*** DATASET EXCERPTS ***
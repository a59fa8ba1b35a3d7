//! Typed read access to resolved objects.

use std::{fmt, sync::Arc};

use arcstr::ArcStr;

use crate::{
    executor::{
        ExecutionParameters, engine,
        error::{FieldError, FieldResult, ResponsePath},
        oer::{EngineValue, NodeSlot, OerId},
    },
    global_id::GlobalId,
    plan::{FieldStep, PlanOperation, QueryPlan},
    selections::RawSelectionSet,
    value::DataValue,
};

/// A handle to one resolved object, scoped to the selections its holder
/// declared.
///
/// Reads outside the declared selection set fail with `UnsetSelection`; reads
/// of in-flight cells suspend until the cell settles.
#[derive(Clone)]
pub struct EngineObjectData {
    params: ExecutionParameters,
    oer: OerId,
    /// The selections the holder may read.
    view: Arc<QueryPlan>,
    path: Arc<ResponsePath>,
}

impl fmt::Debug for EngineObjectData {
    fn fmt(&self, f: &mut fmt::Formatter<'_>) -> fmt::Result {
        f.debug_struct("EngineObjectData")
            .field("type", &self.graphql_object_type())
            .finish_non_exhaustive()
    }
}

impl EngineObjectData {
    pub(crate) fn new(params: ExecutionParameters, oer: OerId, view: Arc<QueryPlan>) -> Self {
        Self {
            params,
            oer,
            view,
            path: ResponsePath::root(),
        }
    }

    pub(crate) fn with_path(mut self, path: Arc<ResponsePath>) -> Self {
        self.path = path;
        self
    }

    pub(crate) fn oer_id(&self) -> OerId {
        self.oer
    }

    /// The concrete object type, after any type narrowing.
    pub fn graphql_object_type(&self) -> ArcStr {
        self.params.shared.arena.get(self.oer).type_name().clone()
    }

    /// The node identity of this object, when it was produced by a node
    /// resolver.
    pub fn node_id(&self) -> Option<GlobalId> {
        self.params.shared.arena.get(self.oer).node_id().cloned()
    }

    /// Reads one selection, suspending while it is in flight.
    ///
    /// Fails with `UnsetSelection` when `selection` is not part of this
    /// handle's declared selections.
    pub async fn fetch(&self, selection: &str) -> FieldResult<DataValue> {
        let step = self
            .view
            .step(selection)
            .ok_or_else(|| FieldError::unset_selection(selection))?;

        let oer = self.params.shared.arena.get(self.oer);
        if step.is_typename() {
            return Ok(DataValue::Scalar(oer.type_name().as_str().into()));
        }

        let cell = oer.cell(&step.response_key);
        let outcome = match cell.settled().await {
            Some(outcome) => outcome,
            None => {
                engine::resolve_step_on_demand(
                    &self.params,
                    self.oer,
                    &self.path,
                    step,
                )
                .await
            }
        };
        self.to_data_value(outcome?, step)
    }

    /// Reads one selection, mapping any failure to [`DataValue::Null`].
    pub async fn fetch_or_null(&self, selection: &str) -> DataValue {
        self.fetch(selection).await.unwrap_or(DataValue::Null)
    }

    /// Ensures a batch of selections on this object is resolved. Returns
    /// whether anything actually had to be computed.
    pub async fn resolve_data(&self, selections: &RawSelectionSet) -> FieldResult<bool> {
        let plan = QueryPlan::build_from_selections(
            selections,
            PlanOperation::Subquery,
            self.params.schema(),
        )?;

        let oer = self.params.shared.arena.get(self.oer);
        let computed = plan.steps.iter().any(|step| {
            oer.existing_cell(&step.response_key)
                .is_none_or(|cell| cell.terminal().is_none())
        });

        let fragment_params = self.params.for_fragment(
            Arc::clone(&plan),
            Arc::clone(&self.params.variables),
            self.oer,
        );
        engine::fetch_object_set(
            &fragment_params,
            vec![(self.oer, Arc::clone(&self.path))],
            &plan,
        )
        .await;

        Ok(computed)
    }

    /// Converts a settled engine value into the holder-facing form, scoping
    /// nested objects to the step's child selections.
    fn to_data_value(&self, value: EngineValue, step: &FieldStep) -> FieldResult<DataValue> {
        Ok(match value {
            EngineValue::Null => DataValue::Null,
            EngineValue::Scalar(s) => DataValue::Scalar(s),
            EngineValue::Enum(e) => DataValue::Enum(e),
            EngineValue::List(items) => DataValue::List(
                items
                    .into_iter()
                    .map(|v| self.to_data_value(v, step))
                    .collect::<FieldResult<_>>()?,
            ),
            EngineValue::Object(id) => {
                let view = step
                    .child
                    .as_ref()
                    .map(Arc::clone)
                    .unwrap_or_else(|| empty_view(self.params.schema().query_type_name()));
                DataValue::Object(
                    EngineObjectData::new(self.params.clone(), id, view)
                        .with_path(self.path.key(step.response_key.as_str())),
                )
            }
            EngineValue::NodeRef(gid) => {
                let slot = self
                    .params
                    .shared
                    .node_cache
                    .lock()
                    .expect("node cache poisoned")
                    .get(&gid)
                    .cloned();
                match (slot, &step.child) {
                    (Some(NodeSlot::Ready(id)), Some(child)) => DataValue::Object(
                        EngineObjectData::new(self.params.clone(), id, Arc::clone(child))
                            .with_path(self.path.key(step.response_key.as_str())),
                    ),
                    // Unresolved node references expose only `id`.
                    _ => DataValue::NodeRef(gid),
                }
            }
        })
    }
}

fn empty_view(root_type: &ArcStr) -> Arc<QueryPlan> {
    Arc::new(QueryPlan {
        root_type: root_type.clone(),
        operation: PlanOperation::Subquery,
        steps: Vec::new(),
        is_root_query_plan: false,
    })
}
//! Types used to describe a Viaduct schema.

use arcstr::ArcStr;
use indexmap::IndexMap;

use crate::{ast::InputValue, schema::type_expr::TypeExpr, value::ScalarValue};

/// Shortcut for a scalar wire-format validation function.
pub type ScalarParseFn = fn(&ScalarValue) -> Result<(), String>;

/// Whether an item is deprecated, with context.
#[derive(Clone, Debug, Default, Eq, PartialEq)]
pub enum DeprecationStatus {
    /// The field/variant is not deprecated.
    #[default]
    Current,
    /// The field/variant is deprecated, with an optional reason.
    Deprecated(Option<ArcStr>),
}

/// A directive as applied at some schema position, with its argument literals.
#[derive(Clone, Debug, PartialEq)]
pub struct AppliedDirective {
    pub name: ArcStr,
    pub arguments: IndexMap<ArcStr, InputValue>,
}

impl AppliedDirective {
    /// The string-list value of the given argument, if present.
    pub(crate) fn string_list_argument(&self, name: &str) -> Vec<ArcStr> {
        match self.arguments.get(name) {
            Some(InputValue::List(items)) => items
                .iter()
                .filter_map(|v| v.item.as_scalar().and_then(ScalarValue::as_str))
                .map(ArcStr::from)
                .collect(),
            Some(InputValue::Scalar(s)) => {
                s.as_str().map(ArcStr::from).into_iter().collect()
            }
            _ => Vec::new(),
        }
    }

    /// The string value of the given argument, if present.
    pub(crate) fn string_argument(&self, name: &str) -> Option<ArcStr> {
        self.arguments
            .get(name)?
            .as_scalar()
            .and_then(ScalarValue::as_str)
            .map(ArcStr::from)
    }
}

/// Metadata for an argument to a field, or an input object field.
#[derive(Clone, Debug)]
pub struct ArgumentMeta {
    pub name: ArcStr,
    pub description: Option<ArcStr>,
    pub arg_type: TypeExpr,
    pub default_value: Option<InputValue>,
    /// Set when the argument carries `@idOf(type:)`: incoming `ID` strings are
    /// decoded into typed global IDs before the resolver sees them.
    pub id_of: Option<ArcStr>,
    pub directives: Vec<AppliedDirective>,
}

/// Metadata for a field of an object or interface.
#[derive(Clone, Debug)]
pub struct FieldMeta {
    pub name: ArcStr,
    pub description: Option<ArcStr>,
    pub arguments: Vec<ArgumentMeta>,
    pub field_type: TypeExpr,
    pub deprecation_status: DeprecationStatus,
    pub directives: Vec<AppliedDirective>,
    /// `@resolver` on the field itself.
    pub has_resolver: bool,
    /// `@idOf(type:)` on the field.
    pub id_of: Option<ArcStr>,
    /// `@backingData(class:)` hint, carried through for the codegen layer.
    pub backing_data: Option<ArcStr>,
    /// `@scope(to:)` visibility labels; empty means visible everywhere.
    pub scopes: Vec<ArcStr>,
}

impl FieldMeta {
    pub fn argument(&self, name: &str) -> Option<&ArgumentMeta> {
        self.arguments.iter().find(|a| a.name == name)
    }
}

/// Object type metadata.
#[derive(Clone, Debug)]
pub struct ObjectMeta {
    pub name: ArcStr,
    pub description: Option<ArcStr>,
    pub fields: Vec<FieldMeta>,
    pub interface_names: Vec<ArcStr>,
    /// Object-level `@resolver`: the object is a node and requires a node
    /// resolver.
    pub has_resolver: bool,
    pub scopes: Vec<ArcStr>,
    pub directives: Vec<AppliedDirective>,
}

impl ObjectMeta {
    pub fn field_by_name(&self, name: &str) -> Option<&FieldMeta> {
        self.fields.iter().find(|f| f.name == name)
    }

    /// Whether this object carries a stable global identity.
    pub fn is_node(&self) -> bool {
        self.has_resolver || self.interface_names.iter().any(|i| i == "Node")
    }
}

/// Interface type metadata.
#[derive(Clone, Debug)]
pub struct InterfaceMeta {
    pub name: ArcStr,
    pub description: Option<ArcStr>,
    pub fields: Vec<FieldMeta>,
    pub interface_names: Vec<ArcStr>,
    pub scopes: Vec<ArcStr>,
    pub directives: Vec<AppliedDirective>,
}

impl InterfaceMeta {
    pub fn field_by_name(&self, name: &str) -> Option<&FieldMeta> {
        self.fields.iter().find(|f| f.name == name)
    }
}

/// Union type metadata.
#[derive(Clone, Debug)]
pub struct UnionMeta {
    pub name: ArcStr,
    pub description: Option<ArcStr>,
    pub of_type_names: Vec<ArcStr>,
    pub scopes: Vec<ArcStr>,
    pub directives: Vec<AppliedDirective>,
}

/// Metadata for a single value in an enum.
#[derive(Clone, Debug)]
pub struct EnumValueMeta {
    pub name: ArcStr,
    pub description: Option<ArcStr>,
    pub deprecation_status: DeprecationStatus,
    pub scopes: Vec<ArcStr>,
}

/// Enum type metadata.
#[derive(Clone, Debug)]
pub struct EnumMeta {
    pub name: ArcStr,
    pub description: Option<ArcStr>,
    pub values: Vec<EnumValueMeta>,
    pub scopes: Vec<ArcStr>,
    pub directives: Vec<AppliedDirective>,
}

impl EnumMeta {
    pub fn has_value(&self, name: &str) -> bool {
        self.values.iter().any(|v| v.name == name)
    }
}

/// Input object metadata.
#[derive(Clone, Debug)]
pub struct InputObjectMeta {
    pub name: ArcStr,
    pub description: Option<ArcStr>,
    pub input_fields: Vec<ArgumentMeta>,
    /// `@oneOf`: exactly one field must be set, and every field is nullable.
    pub one_of: bool,
    pub scopes: Vec<ArcStr>,
    pub directives: Vec<AppliedDirective>,
}

impl InputObjectMeta {
    pub fn field_by_name(&self, name: &str) -> Option<&ArgumentMeta> {
        self.input_fields.iter().find(|f| f.name == name)
    }
}

/// Scalar type metadata.
#[derive(Clone)]
pub struct ScalarMeta {
    pub name: ArcStr,
    pub description: Option<ArcStr>,
    pub(crate) try_parse_fn: ScalarParseFn,
}

impl std::fmt::Debug for ScalarMeta {
    fn fmt(&self, f: &mut std::fmt::Formatter<'_>) -> std::fmt::Result {
        f.debug_struct("ScalarMeta")
            .field("name", &self.name)
            .finish_non_exhaustive()
    }
}

impl ScalarMeta {
    pub fn new(name: impl Into<ArcStr>, try_parse_fn: ScalarParseFn) -> Self {
        Self {
            name: name.into(),
            description: None,
            try_parse_fn,
        }
    }

    /// Validates a scalar value's wire form against this scalar.
    pub fn try_parse(&self, value: &ScalarValue) -> Result<(), String> {
        (self.try_parse_fn)(value)
    }
}

/// Generic type metadata.
#[derive(Clone, Debug)]
pub enum TypeDef {
    Scalar(ScalarMeta),
    Object(ObjectMeta),
    Interface(InterfaceMeta),
    Union(UnionMeta),
    Enum(EnumMeta),
    InputObject(InputObjectMeta),
}

impl TypeDef {
    /// The name of the type.
    pub fn name(&self) -> &ArcStr {
        match self {
            Self::Scalar(m) => &m.name,
            Self::Object(m) => &m.name,
            Self::Interface(m) => &m.name,
            Self::Union(m) => &m.name,
            Self::Enum(m) => &m.name,
            Self::InputObject(m) => &m.name,
        }
    }

    /// The `@scope(to:)` labels of the type.
    pub fn scopes(&self) -> &[ArcStr] {
        match self {
            Self::Scalar(_) => &[],
            Self::Object(m) => &m.scopes,
            Self::Interface(m) => &m.scopes,
            Self::Union(m) => &m.scopes,
            Self::Enum(m) => &m.scopes,
            Self::InputObject(m) => &m.scopes,
        }
    }

    /// Whether selection sets can be applied to the type.
    pub fn is_composite(&self) -> bool {
        matches!(self, Self::Object(_) | Self::Interface(_) | Self::Union(_))
    }

    /// Whether the type is abstract (needs type narrowing).
    pub fn is_abstract(&self) -> bool {
        matches!(self, Self::Interface(_) | Self::Union(_))
    }

    /// Whether the type can appear in input positions.
    pub fn is_input(&self) -> bool {
        matches!(
            self,
            Self::Scalar(_) | Self::Enum(_) | Self::InputObject(_)
        )
    }

    /// Whether values of the type are leaves of the response tree.
    pub fn is_leaf(&self) -> bool {
        matches!(self, Self::Scalar(_) | Self::Enum(_))
    }

    /// Looks up a field on an object or interface type.
    pub fn field_by_name(&self, name: &str) -> Option<&FieldMeta> {
        match self {
            Self::Object(m) => m.field_by_name(name),
            Self::Interface(m) => m.field_by_name(name),
            _ => None,
        }
    }
}

/// Declared positions a directive may be applied at.
#[derive(Clone, Copy, Debug, Eq, PartialEq)]
pub enum DirectiveLocation {
    Query,
    Mutation,
    Field,
    FragmentDefinition,
    FragmentSpread,
    InlineFragment,
    VariableDefinition,
    Schema,
    Scalar,
    Object,
    FieldDefinition,
    ArgumentDefinition,
    Interface,
    Union,
    Enum,
    EnumValue,
    InputObject,
    InputFieldDefinition,
}

impl DirectiveLocation {
    pub(crate) fn from_sdl_name(name: &str) -> Option<Self> {
        Some(match name {
            "QUERY" => Self::Query,
            "MUTATION" => Self::Mutation,
            "FIELD" => Self::Field,
            "FRAGMENT_DEFINITION" => Self::FragmentDefinition,
            "FRAGMENT_SPREAD" => Self::FragmentSpread,
            "INLINE_FRAGMENT" => Self::InlineFragment,
            "VARIABLE_DEFINITION" => Self::VariableDefinition,
            "SCHEMA" => Self::Schema,
            "SCALAR" => Self::Scalar,
            "OBJECT" => Self::Object,
            "FIELD_DEFINITION" => Self::FieldDefinition,
            "ARGUMENT_DEFINITION" => Self::ArgumentDefinition,
            "INTERFACE" => Self::Interface,
            "UNION" => Self::Union,
            "ENUM" => Self::Enum,
            "ENUM_VALUE" => Self::EnumValue,
            "INPUT_OBJECT" => Self::InputObject,
            "INPUT_FIELD_DEFINITION" => Self::InputFieldDefinition,
            _ => return None,
        })
    }
}

/// A directive definition.
#[derive(Clone, Debug)]
pub struct DirectiveMeta {
    pub name: ArcStr,
    pub description: Option<ArcStr>,
    pub locations: Vec<DirectiveLocation>,
    pub arguments: Vec<ArgumentMeta>,
    pub repeatable: bool,
}

impl DirectiveMeta {
    pub fn allows(&self, location: DirectiveLocation) -> bool {
        self.locations.contains(&location)
    }
}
*** End of DATASET EXCERPTS ***
TASK STATEMENT
Pick each line holding the word "OerId" out of the listing.

OUTPUT BELOW
        oer::{EngineValue, NodeSlot, OerId},
    oer: OerId,
    pub(crate) fn new(params: ExecutionParameters, oer: OerId, view: Arc<QueryPlan>) -> Self {
    pub(crate) fn oer_id(&self) -> OerId {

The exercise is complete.